China’s Energy Subsidies Boost 3Q24 TV Shipments by Nearly 10%; Annual Shipments Return to Growth
November 19, 2024 | TrendForceEstimated reading time: 2 minutes
Global TV brand shipments reached 52.33 million units in 3Q24, reflecting a QoQ increase of 9.6% and a YoY growth of 0.5%. This surge was fueled by China’s end-of-July announcement of subsidies for first- and second-tier energy-efficient household appliances that offered 15%–20% discounts on retail prices through trade-in programs. Local TV brands ramped up production of models meeting subsidy requirements starting in August and helped aggressive promotions during the Mid-Autumn Festival and Golden Week. As a result, Q3 shipments exceeded initial projections by 1%.
By directly reflecting subsidies in retail prices and setting a deadline of December 2024, Chinese brands and retailers effectively stimulated replacement demand. Sales during the promotional periods for Mid-Autumn Festival and Golden Week surged by over 20% YoY, bringing a much-needed boost to the sluggish TV market. TrendForce expects this momentum to carry into the year’s end, further aided by holiday promotional stocking in Europe and the U.S. Global TV demand is forecast to increase another 2.5% QoQ and 0.5% YoY in Q4, reaching 53.63 million units. Full-year 2024 shipments are projected at 196.7 million units—representing a 0.6% annual increase—and breaking a five-year streak of shipment declines.
TCL’s steady growth targets 28 million units for the year
In August, TCL ramped up preparations for holiday promotions in Europe and the U.S., increasing its average monthly export shipments to 2 million units. The company has benefited from China’s trade-in policies and saw its domestic shipments in September grow by 27%, driving its Q3 shipments to increase by 9.3% and reclaiming its position as the world’s second-largest TV brand and surpassing Hisense.
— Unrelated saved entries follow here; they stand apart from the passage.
// Copyright 2025 Eric Jingryd (tidynest@proton.me)
//
// Licensed under the Apache License, Version 2.0 (the "License");
// you may not use this file except in compliance with the License.
// You may obtain a copy of the License at
//
//     http://www.apache.org/licenses/LICENSE-2.0
//
// Unless required by applicable law or agreed to in writing, software
// distributed under the License is distributed on an "AS IS" BASIS,
// WITHOUT WARRANTIES OR CONDITIONS OF ANY KIND, either express or implied.
// See the License for the specific language governing permissions and
// limitations under the License.

//! src/core/mod.rs
//!
//! Core business logic module
//!
//! This module contains the display-free half of the application:
//! - The observable `Model` and the `Observer` capability
//! - The `Rgba` colour value
//! - The image fit decision
//! - Image choices and asset path resolution
//!
//! Nothing here touches GTK, so all of it is unit tested without a
//! display server.

pub mod assets;
pub mod color;
pub mod error;
pub mod fit;
pub mod model;

pub use assets::{bundled_image, AssetResolver, AssetSource, ImageChoice};
pub use color::Rgba;
pub use error::{AssetError, ColorParseError};
pub use fit::{fit_image, FitDecision, ImageSize, Size};
pub use model::{Model, ModelState, Observer};

#[cfg(test)]
mod tests;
TrendForce anticipates TCL will continue its dual-brand strategy with its flagship TCL brand targeting mid- to high-end markets globally and in China, while its sub-brand FFALCON focuses on younger domestic consumers. This strategy is expected to help TCL achieve its 2024 goal of 28 million units shipped, representing a 12.3% annual growth.
Mini LED TV shipments poised for new heights
China’s subsidy program for home appliances has significantly boosted sales of large-size Mini LED TVs and driven total Mini LED TV brand shipments to 6.75 million units—marking a 65% YoY growth and surpassing earlier forecasts by 5.4%.
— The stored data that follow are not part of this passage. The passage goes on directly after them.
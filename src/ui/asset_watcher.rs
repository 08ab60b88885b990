// Copyright 2025 Eric Jingryd (tidynest@proton.me)
//
// Licensed under the Apache License, Version 2.0 (the "License");
// you may not use this file except in compliance with the License.
// You may obtain a copy of the License at
//
//     http://www.apache.org/licenses/LICENSE-2.0
//
// Unless required by applicable law or agreed to in writing, software
// distributed under the License is distributed on an "AS IS" BASIS,
// WITHOUT WARRANTIES OR CONDITIONS OF ANY KIND, either express or implied.
// See the License for the specific language governing permissions and
// limitations under the License.

//! File system watcher for the images directory
//!
//! Uses OS-level file watching via the notify crate. The GTK main loop
//! polls [`AssetWatcher::check_for_changes`] on a timer, so a replaced or
//! newly added `<key>.png` shows up without restarting.

use notify::{Config, Event, EventKind, RecommendedWatcher, RecursiveMode, Watcher};
use std::{
    path::Path,
    sync::mpsc::{channel, Receiver},
};

/// Watches the images directory and reports changes on demand
pub struct AssetWatcher {
    _watcher: RecommendedWatcher,
    rx: Receiver<notify::Result<Event>>,
}

impl AssetWatcher {
    pub fn new(images_dir: &Path) -> notify::Result<Self> {
        let (tx, rx) = channel();

        let mut watcher = RecommendedWatcher::new(
            move |res| {
                let _ = tx.send(res);
            },
            Config::default(),
        )?;

        watcher.watch(images_dir, RecursiveMode::NonRecursive)?;

        Ok(AssetWatcher {
            _watcher: watcher,
            rx,
        })
    }

    /// Drains pending events (non-blocking)
    ///
    /// Returns `true` if any file was created, modified or removed since the
    /// last call.
    pub fn check_for_changes(&self) -> bool {
        let mut changed = false;
        while let Ok(event_result) = self.rx.try_recv() {
            match event_result {
                Ok(event) => {
                    if is_content_change(&event.kind) {
                        tracing::debug!(paths = ?event.paths, "Image directory changed");
                        changed = true;
                    }
                }
                Err(e) => tracing::warn!("Image watcher error: {}", e),
            }
        }
        changed
    }
}

fn is_content_change(kind: &EventKind) -> bool {
    matches!(
        kind,
        EventKind::Create(_) | EventKind::Modify(_) | EventKind::Remove(_)
    )
}

#[cfg(test)]
mod tests {
    use super::*;
    use notify::event::{AccessKind, CreateKind, ModifyKind, RemoveKind};

    #[test]
    fn test_content_change_kinds() {
        assert!(is_content_change(&EventKind::Create(CreateKind::File)));
        assert!(is_content_change(&EventKind::Modify(ModifyKind::Any)));
        assert!(is_content_change(&EventKind::Remove(RemoveKind::File)));
        assert!(!is_content_change(&EventKind::Access(AccessKind::Any)));
    }

    #[test]
    fn test_watcher_on_missing_directory_fails() {
        let temp_dir = tempfile::TempDir::new().unwrap();
        let missing = temp_dir.path().join("missing");

        assert!(AssetWatcher::new(&missing).is_err());
    }

    #[test]
    fn test_no_changes_without_events() {
        let temp_dir = tempfile::TempDir::new().unwrap();
        let watcher = AssetWatcher::new(temp_dir.path()).unwrap();

        assert!(!watcher.check_for_changes());
    }
}
// Copyright 2025 Eric Jingryd (tidynest@proton.me)
//
// Licensed under the Apache License, Version 2.0 (the "License");
// you may not use this file except in compliance with the License.
// You may obtain a copy of the License at
//
//     http://www.apache.org/licenses/LICENSE-2.0
//
// Unless required by applicable law or agreed to in writing, software
// distributed under the License is distributed on an "AS IS" BASIS,
// WITHOUT WARRANTIES OR CONDITIONS OF ANY KIND, either express or implied.
// See the License for the specific language governing permissions and
// limitations under the License.

//! src/core/model.rs
//!
//! The Subject in the observer pattern
//!
//! `Model` owns the canonical application state (image key, text, counter,
//! colour) and an ordered registry of observers. Every mutator updates the
//! state and then synchronously notifies each observer once, in
//! registration order, before returning.
//!
//! Observers receive no payload: they read what they need through the
//! getters. State and registry sit behind `RefCell`s so that mutators take
//! `&self` and observers can call getters while a notification is running.
//!
//! The model is single-threaded (`Rc`, `RefCell`) and owned by the
//! application root, which hands `Rc<Model>` to every consumer.

use serde::Serialize;
use std::{cell::RefCell, rc::Rc};

use crate::core::{assets::ImageChoice, color::Rgba};

/// Text shown before the user submits anything
pub const DEFAULT_TEXT: &str = "Cadena de ejemplo";

/// Something that wants to know when the model changed
pub trait Observer {
    /// Called once per model mutation, after the state has been updated
    fn on_change(&self);
}

/// Plain copy of the model's four fields
///
/// Serialises for display only. The colour is written at 8 bits per
/// channel, so a snapshot does not read back to an equal state.
#[derive(Clone, Debug, PartialEq, Serialize)]
pub struct ModelState {
    pub image: String,
    pub text: String,
    pub counter: i64,
    pub color: Rgba,
}

impl Default for ModelState {
    fn default() -> Self {
        Self {
            image: ImageChoice::Portada.label().to_string(),
            text: DEFAULT_TEXT.to_string(),
            counter: 0,
            color: Rgba::WHITE,
        }
    }
}

/// Application state with change notification
///
/// # Example
///
/// ```
/// use observer_demo::core::{Model, Observer};
/// use std::{cell::Cell, rc::Rc};
///
/// struct Counter(Cell<u32>);
/// impl Observer for Counter {
///     fn on_change(&self) {
///         self.0.set(self.0.get() + 1);
///     }
/// }
///
/// let model = Model::new();
/// let counter = Rc::new(Counter(Cell::new(0)));
/// model.subscribe(counter.clone());
///
/// model.set_text("hola");
/// model.increment_counter();
/// assert_eq!(counter.0.get(), 2);
/// ```
#[derive(Default)]
pub struct Model {
    state: RefCell<ModelState>,
    observers: RefCell<Vec<Rc<dyn Observer>>>,
}

impl Model {
    /// Creates a model with the default state and no observers
    pub fn new() -> Self {
        Self::default()
    }

    /// Appends an observer to the registry
    ///
    /// Duplicates are allowed: an observer subscribed twice is notified twice.
    pub fn subscribe(&self, observer: Rc<dyn Observer>) {
        self.observers.borrow_mut().push(observer);
    }

    /// Removes the first registry entry that is the same observer
    ///
    /// Identity is the `Rc` allocation, not value equality. If the observer
    /// was subscribed several times only one entry is removed.
    ///
    /// # Returns
    ///
    /// `true` if an entry was removed, `false` if the observer was not registered
    pub fn unsubscribe(&self, observer: &Rc<dyn Observer>) -> bool {
        let mut observers = self.observers.borrow_mut();
        match observers.iter().position(|o| Rc::ptr_eq(o, observer)) {
            Some(index) => {
                observers.remove(index);
                true
            }
            None => false,
        }
    }

    /// Number of registry entries (duplicates counted)
    pub fn observer_count(&self) -> usize {
        self.observers.borrow().len()
    }

    /// Notifies every registered observer once, in registration order
    ///
    /// The registry is snapshotted first. Observers may subscribe or
    /// unsubscribe from inside `on_change`; the change applies from the next
    /// notification onwards.
    pub fn notify_observers(&self) {
        let snapshot: Vec<Rc<dyn Observer>> = self.observers.borrow().clone();
        for observer in snapshot {
            observer.on_change();
        }
    }

    /// Key of the selected image asset
    pub fn image(&self) -> String {
        self.state.borrow().image.clone()
    }

    pub fn text(&self) -> String {
        self.state.borrow().text.clone()
    }

    pub fn counter(&self) -> i64 {
        self.state.borrow().counter
    }

    pub fn color(&self) -> Rgba {
        self.state.borrow().color
    }

    /// Copy of all four fields at once
    pub fn snapshot(&self) -> ModelState {
        self.state.borrow().clone()
    }

    /// Selects an image by key and notifies
    ///
    /// The key is not checked against the available assets.
    pub fn set_image(&self, key: impl Into<String>) {
        self.state.borrow_mut().image = key.into();
        self.notify_observers();
    }

    pub fn set_text(&self, text: impl Into<String>) {
        self.state.borrow_mut().text = text.into();
        self.notify_observers();
    }

    pub fn set_color(&self, color: Rgba) {
        self.state.borrow_mut().color = color;
        self.notify_observers();
    }

    /// Adds one to the counter and notifies
    ///
    /// The counter wraps at `i64::MAX` instead of panicking.
    pub fn increment_counter(&self) {
        {
            let mut state = self.state.borrow_mut();
            state.counter = state.counter.wrapping_add(1);
        }
        self.notify_observers();
    }
}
TrendForce notes that Samsung Electronics, which previously held over 50% market share in the Mini LED TV segment, remains the global leader in overall TV shipments. However, global inflation has shifted consumer demand toward other high-value products and limited the benefits Samsung derives from China’s Mini LED growth. In Q3, while Samsung retained the top spot in total shipments, its Mini LED TV shipments fell to 1.6 million units—a 6% YoY decline.
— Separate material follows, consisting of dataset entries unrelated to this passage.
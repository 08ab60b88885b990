// Copyright 2025 Eric Jingryd (tidynest@proton.me)
//
// Licensed under the Apache License, Version 2.0 (the "License");
// you may not use this file except in compliance with the License.
// You may obtain a copy of the License at
//
//     http://www.apache.org/licenses/LICENSE-2.0
//
// Unless required by applicable law or agreed to in writing, software
// distributed under the License is distributed on an "AS IS" BASIS,
// WITHOUT WARRANTIES OR CONDITIONS OF ANY KIND, either express or implied.
// See the License for the specific language governing permissions and
// limitations under the License.

//! Observer Demo
//!
//! A small GTK4 desktop application showing the Model-View-Controller
//! pattern with observer notifications. A window displays an image, a
//! counter, a text string and a colour, all editable through form controls;
//! the view re-renders whenever the model changes.
//!
//! # Architecture
//!
//! - **`core`:** Display-free logic (model + observers, colour, image fit, assets)
//! - **`config`:** Runtime settings (JSON file + command-line overrides)
//! - **`ui`:** GTK4 GUI components (MVC pattern)
//! - **`logging`:** tracing subscriber setup
//!
//! Control flow is synchronous and single-threaded:
//!
//! ```text
//! user input → Controller handler → Model mutator
//!            → Model notifies observers → Controller::on_change → widgets
//! ```
//!
//! # Examples
//!
//! ## Observing the model
//!
//! ```
//! use observer_demo::core::{Model, Observer};
//! use std::{cell::Cell, rc::Rc};
//!
//! struct Printer(Cell<u32>);
//! impl Observer for Printer {
//!     fn on_change(&self) {
//!         self.0.set(self.0.get() + 1);
//!     }
//! }
//!
//! let model = Model::new();
//! let printer = Rc::new(Printer(Cell::new(0)));
//! model.subscribe(printer.clone());
//! model.set_text("Hola");
//! assert_eq!(printer.0.get(), 1);
//! assert_eq!(model.text(), "Hola");
//! ```
//!
//! ## Deciding how to fit an image
//!
//! ```
//! use observer_demo::core::{fit_image, FitDecision, Size};
//!
//! let decision = fit_image(Size::new(1000.0, 400.0), 200.0, 1.0);
//! assert_eq!(decision, FitDecision::Height(390.0));
//! ```
//!
//! ## Using the GUI
//!
//! ```no_run
//! use observer_demo::{config::Settings, ui::App};
//!
//! let app = App::new(Settings::default());
//! app.run(); // Blocks until window closes
//! ```

pub mod config;
pub mod core;
pub mod logging;
pub mod ui;

// Re-export commonly used types for convenience
pub use core::{Model, Observer, Rgba};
In contrast, Chinese brands such as TCL, Hisense, and Xiaomi have capitalized on the momentum in 2024 by expanding their offerings beyond traditional high-end Mini LED TVs with thousand-zone local dimming to introduce affordable hundred-zone models. With the added boost from energy subsidies, these three brands collectively grew their Mini LED market share to 53%. Notably, Xiaomi, which only entered the Mini LED TV market in 2H23, achieved impressive results. By 2024, its shipments exceeded 1 million units, capturing a 16% market share and securing the position of the third-largest Mini LED TV supplier this year.